I'm a little chagrined, all the news breaking today and none from me. So, I'll just have to mine the salon piece from Harvey for a quote or two, this Scott Rosenberg seems to be the ironic sort.
But Microsoft's "rally" has caught the company in a much larger paradox, a corporate Catch-22 that recent coverage of the controversy has occasionally touched upon, in stray quotes, but never fully laid out. The more loudly the company protests that Windows 98 is essential to the U.S. economy, human progress and world peace, the more ammunition it hands its opponents.
Last month, Gates insisted to the U.S. Senate that his company is perennially vulnerable to new competitors snapping at its heels; this month he's holding the national well-being for ransom by insisting that any government interference with a single product release will unleash doom upon us all.
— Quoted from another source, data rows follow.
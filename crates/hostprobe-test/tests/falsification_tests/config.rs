//! Falsification Tests: Category C - Configuration (F041-F050)

use std::time::Duration;

use hostprobe_core::{CollectorConfig, HostnameSource};
use hostprobe_detect::SystemDetector;
use hostprobe_scrape::{Capabilities, ProcessesScraper, StatusTable};

/// F041: An empty file is a valid configuration
#[test]
fn f041_empty_config_valid() {
    let config = CollectorConfig::from_toml_str("").unwrap();
    assert_eq!(config.collection_interval, Duration::from_secs(60));
    let detector = SystemDetector::new(&config.detector).unwrap();
    assert_eq!(detector.chain().names(), vec!["dns", "os"], "F041 FALSIFIED");
}

/// F042: Unknown hostname source names never reach a detector
///
/// # Falsification Attempt
/// Configure a source name that has no resolver.
#[test]
fn f042_unknown_source_rejected() {
    let result = CollectorConfig::from_toml_str(
        r#"
        [detector]
        hostname_sources = ["os", "cloud"]
        "#,
    );
    assert!(result.is_err(), "F042 FALSIFIED: unknown source accepted");
}

/// F043: Configured order reaches the chain unchanged
#[test]
fn f043_configured_order_preserved() {
    let config = CollectorConfig::from_toml_str(
        r#"
        [detector]
        hostname_sources = ["os", "dns"]
        "#,
    )
    .unwrap();
    assert_eq!(
        config.detector.hostname_sources,
        vec![HostnameSource::Os, HostnameSource::Dns]
    );
    let detector = SystemDetector::new(&config.detector).unwrap();
    assert_eq!(detector.chain().names(), vec!["os", "dns"], "F043 FALSIFIED");
}

/// F044: Metric switches reach the scraper
#[test]
fn f044_metric_switches_applied() {
    let config = CollectorConfig::from_toml_str(
        r#"
        [processes]
        reconcile_with_counters = true

        [processes.metrics."system.processes.count"]
        enabled = false
        "#,
    )
    .unwrap();
    assert!(config.processes.reconcile_with_counters);
    let scraper = ProcessesScraper::new(config.processes)
        .with_capabilities(Capabilities::all(StatusTable::Linux));
    assert!(!scraper.count_attempted(), "F044 FALSIFIED: disabled metric attempted");
    assert!(scraper.created_attempted());
}

/// F045: Zero collection interval is rejected
#[test]
fn f045_zero_interval_rejected() {
    assert!(CollectorConfig::from_toml_str(r#"collection_interval = "0s""#).is_err());
}

/// F046: Humantime intervals parse
#[test]
fn f046_humantime_interval() {
    let config = CollectorConfig::from_toml_str(r#"collection_interval = "1m 30s""#).unwrap();
    assert_eq!(config.collection_interval, Duration::from_secs(90));
}
// Allow unwrap/expect in tests for clear failure messages
#![cfg_attr(test, allow(clippy::unwrap_used, clippy::expect_used, clippy::panic))]

//! # hostprobe-scrape
//!
//! Stateful scrapers for host process metrics.
//!
//! This crate provides:
//! - **[`Scraper`]**: start / scrape / shutdown lifecycle
//! - **[`ProcessesScraper`]**: `system.processes.count` by logical status and
//!   `system.processes.created`
//! - **Readers**: `/proc` on Linux, `ps(1)` on other unix systems
//! - **Classification**: per-platform [`StatusTable`]s
//!
//! A failing reader costs only the metric it feeds. The tick still returns
//! everything else, with the failures collected in a
//! [`PartialScrapeError`](hostprobe_core::PartialScrapeError).
//!
//! ## Example
//!
//! ```rust
//! use hostprobe_core::{Context, ProcessesScraperConfig, Timestamp};
//! use hostprobe_scrape::{
//!     Capabilities, MiscStat, ProcessReaders, ProcessesScraper, Scraper, StatusTable,
//! };
//!
//! # tokio_test::block_on(async {
//! let readers = ProcessReaders::fixed(Timestamp::from_nanos(1), MiscStat::default(), &["R", "S"]);
//! let mut scraper = ProcessesScraper::new(ProcessesScraperConfig::default())
//!     .with_readers(readers)
//!     .with_capabilities(Capabilities::count_only(StatusTable::Linux));
//!
//! let ctx = Context::new();
//! scraper.start(&ctx).await?;
//! let output = scraper.scrape(&ctx).await?;
//! assert_eq!(output.metrics[0].data_points().len(), 2);
//! # Ok::<(), hostprobe_core::CoreError>(())
//! # }).unwrap();
//! ```

#![deny(unsafe_code)]
#![warn(missing_docs)]

pub mod capabilities;
pub mod processes;
#[cfg(target_os = "linux")]
pub mod procfs;
#[cfg(unix)]
pub mod ps;
pub mod reader;
pub mod scraper;
pub mod status;
#[cfg(test)]
pub mod tests;

pub use capabilities::Capabilities;
pub use processes::{ProcessesScraper, reconcile_with_counters};
pub use reader::{MiscStat, ProcessHandle, ProcessReaders, StaticProcess};
pub use scraper::{ScrapeOutput, Scraper};
pub use status::{Status, StatusCounts, StatusTable};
Out of one side of its mouth, Microsoft tells us it's no monopoly; out of the other, it insists that it's the sole engine driving our economy. Well, Bill, which is it? You can't have it both ways.
Not only that, Microsoft has been downplaying Win98 all year, with the push to move business to NT. And business is where most of the PC money is. The only answer I can think of is that Bill's brilliant and expansive mind knows no hobgoblins, particularly the one my small mind is continuously hobbled by. A characteristic Bill shares with many of the Microsoft investors around here, of course, who deride the possibility of competing against Microsoft in all but the legal context.
On a lighter note, Scott notes, as did the sjmercury, Mr. Salvage Rider's rather unhip lack of knowledge about the Rolling Stones:
Senator Gorton needs to brush up on his Jagger. You don't need to be a Stones expert to know that the refrain of the 1965 song is "I can't get no satisfaction."
Shades of George Bush and Springsteen's "Born in the USA" circa 1992. Is that an omen?